**Task prompt:** Line by line, copy all of the data exactly.

**Excerpted records:**
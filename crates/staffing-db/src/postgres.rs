//! `PostgreSQL` connection pool and transactions.
//!
//! Queries across this crate are built at runtime and always bound with
//! parameters, so no database is needed at build time.
//!
//! [`PostgresPool`] is the coordinator's [`TransactionSource`]: each
//! reconciliation runs in one [`PgTransaction`], which rolls back when
//! dropped uncommitted.

use std::time::Duration;

use sqlx::postgres::{PgConnectOptions, PgPoolOptions};
use sqlx::{PgConnection, PgPool, Postgres, Transaction};
use staffing_roster::config::DatabaseConfig;
use staffing_roster::{RosterError, RosterTransaction, TransactionSource};

use crate::error::DbError;

/// Pooled connections to the roster database.
#[derive(Debug, Clone)]
pub struct PostgresPool {
    pool: PgPool,
}

impl PostgresPool {
    /// Open a pool sized and timed by the `database` config section.
    ///
    /// # Errors
    ///
    /// - [`DbError::Config`] if `config.url` is not a valid connection URL.
    /// - [`DbError::Postgres`] if no connection can be established.
    pub async fn connect(config: &DatabaseConfig) -> Result<Self, DbError> {
        let options: PgConnectOptions = config
            .url
            .parse()
            .map_err(|e: sqlx::Error| DbError::Config(format!("Invalid database URL: {e}")))?;

        let pool = PgPoolOptions::new()
            .max_connections(config.max_connections)
            .acquire_timeout(Duration::from_secs(config.connect_timeout_secs))
            .idle_timeout(Duration::from_secs(config.idle_timeout_secs))
            .connect_with(options)
            .await?;

        tracing::info!(
            max_connections = config.max_connections,
            "Connected to roster database"
        );

        Ok(Self { pool })
    }

    /// Open a pool on `url` with default sizing.
    ///
    /// # Errors
    ///
    /// See [`PostgresPool::connect`].
    pub async fn connect_url(url: &str) -> Result<Self, DbError> {
        let config = DatabaseConfig {
            url: url.to_owned(),
            ..DatabaseConfig::default()
        };
        Self::connect(&config).await
    }

    /// Bring the schema up to date.
    ///
    /// # Errors
    ///
    /// Returns [`DbError::Migration`] if a migration fails to apply.
    pub async fn run_migrations(&self) -> Result<(), DbError> {
        sqlx::migrate!("./migrations").run(&self.pool).await?;
        tracing::info!("Roster schema migrated");
        Ok(())
    }

    /// The underlying sqlx pool.
    pub const fn pool(&self) -> &PgPool {
        &self.pool
    }

    /// Wait for checked-out connections to return, then close them all.
    pub async fn close(&self) {
        self.pool.close().await;
        tracing::info!("Roster database pool closed");
    }
}

/// One open `PostgreSQL` transaction.
///
/// Dropping it without [`RosterTransaction::commit`] rolls back.
pub struct PgTransaction(Transaction<'static, Postgres>);

impl core::fmt::Debug for PgTransaction {
    fn fmt(&self, f: &mut core::fmt::Formatter<'_>) -> core::fmt::Result {
        f.debug_struct("PgTransaction").finish_non_exhaustive()
    }
}

impl PgTransaction {
    /// The connection every statement in this transaction runs on.
    pub fn conn(&mut self) -> &mut PgConnection {
        &mut self.0
    }
}

impl RosterTransaction for PgTransaction {
    async fn commit(self) -> Result<(), RosterError> {
        self.0.commit().await.map_err(DbError::from)?;
        Ok(())
    }
}

impl TransactionSource for PostgresPool {
    type Tx = PgTransaction;

    async fn begin(&self) -> Result<PgTransaction, RosterError> {
        let tx = self.pool.begin().await.map_err(DbError::from)?;
        Ok(PgTransaction(tx))
    }
}

#[cfg(test)]
mod tests {
    use super::*;

    #[tokio::test]
    async fn malformed_url_is_a_config_error() {
        let config = DatabaseConfig {
            url: String::from("not a connection url"),
            ..DatabaseConfig::default()
        };
        let result = PostgresPool::connect(&config).await;
        assert!(matches!(result, Err(DbError::Config(_))));
    }
}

**Output for this task:**
filename crates/staffing-db/src/postgres.rs
//! `PostgreSQL` connection pool and transactions.
//!
//! Queries across this crate are built at runtime and always bound with
//! parameters, so no database is needed at build time.
//!
//! [`PostgresPool`] is the coordinator's [`TransactionSource`]: each
//! reconciliation runs in one [`PgTransaction`], which rolls back when
//! dropped uncommitted.

use std::time::Duration;

use sqlx::postgres::{PgConnectOptions, PgPoolOptions};
use sqlx::{PgConnection, PgPool, Postgres, Transaction};
use staffing_roster::config::DatabaseConfig;
use staffing_roster::{RosterError, RosterTransaction, TransactionSource};

use crate::error::DbError;

/// Pooled connections to the roster database.
#[derive(Debug, Clone)]
pub struct PostgresPool {
    pool: PgPool,
}

impl PostgresPool {
    /// Open a pool sized and timed by the `database` config section.
    ///
    /// # Errors
    ///
    /// - [`DbError::Config`] if `config.url` is not a valid connection URL.
    /// - [`DbError::Postgres`] if no connection can be established.
    pub async fn connect(config: &DatabaseConfig) -> Result<Self, DbError> {
        let options: PgConnectOptions = config
            .url
            .parse()
            .map_err(|e: sqlx::Error| DbError::Config(format!("Invalid database URL: {e}")))?;

        let pool = PgPoolOptions::new()
            .max_connections(config.max_connections)
            .acquire_timeout(Duration::from_secs(config.connect_timeout_secs))
            .idle_timeout(Duration::from_secs(config.idle_timeout_secs))
            .connect_with(options)
            .await?;

        tracing::info!(
            max_connections = config.max_connections,
            "Connected to roster database"
        );

        Ok(Self { pool })
    }

    /// Open a pool on `url` with default sizing.
    ///
    /// # Errors
    ///
    /// See [`PostgresPool::connect`].
    pub async fn connect_url(url: &str) -> Result<Self, DbError> {
        let config = DatabaseConfig {
            url: url.to_owned(),
            ..DatabaseConfig::default()
        };
        Self::connect(&config).await
    }

    /// Bring the schema up to date.
    ///
    /// # Errors
    ///
    /// Returns [`DbError::Migration`] if a migration fails to apply.
    pub async fn run_migrations(&self) -> Result<(), DbError> {
        sqlx::migrate!("./migrations").run(&self.pool).await?;
        tracing::info!("Roster schema migrated");
        Ok(())
    }

    /// The underlying sqlx pool.
    pub const fn pool(&self) -> &PgPool {
        &self.pool
    }

    /// Wait for checked-out connections to return, then close them all.
    pub async fn close(&self) {
        self.pool.close().await;
        tracing::info!("Roster database pool closed");
    }
}

/// One open `PostgreSQL` transaction.
///
/// Dropping it without [`RosterTransaction::commit`] rolls back.
pub struct PgTransaction(Transaction<'static, Postgres>);

impl core::fmt::Debug for PgTransaction {
    fn fmt(&self, f: &mut core::fmt::Formatter<'_>) -> core::fmt::Result {
        f.debug_struct("PgTransaction").finish_non_exhaustive()
    }
}

impl PgTransaction {
    /// The connection every statement in this transaction runs on.
    pub fn conn(&mut self) -> &mut PgConnection {
        &mut self.0
    }
}

impl RosterTransaction for PgTransaction {
    async fn commit(self) -> Result<(), RosterError> {
        self.0.commit().await.map_err(DbError::from)?;
        Ok(())
    }
}

impl TransactionSource for PostgresPool {
    type Tx = PgTransaction;

    async fn begin(&self) -> Result<PgTransaction, RosterError> {
        let tx = self.pool.begin().await.map_err(DbError::from)?;
        Ok(PgTransaction(tx))
    }
}

#[cfg(test)]
mod tests {
    use super::*;

    #[tokio::test]
    async fn malformed_url_is_a_config_error() {
        let config = DatabaseConfig {
            url: String::from("not a connection url"),
            ..DatabaseConfig::default()
        };
        let result = PostgresPool::connect(&config).await;
        assert!(matches!(result, Err(DbError::Config(_))));
    }
}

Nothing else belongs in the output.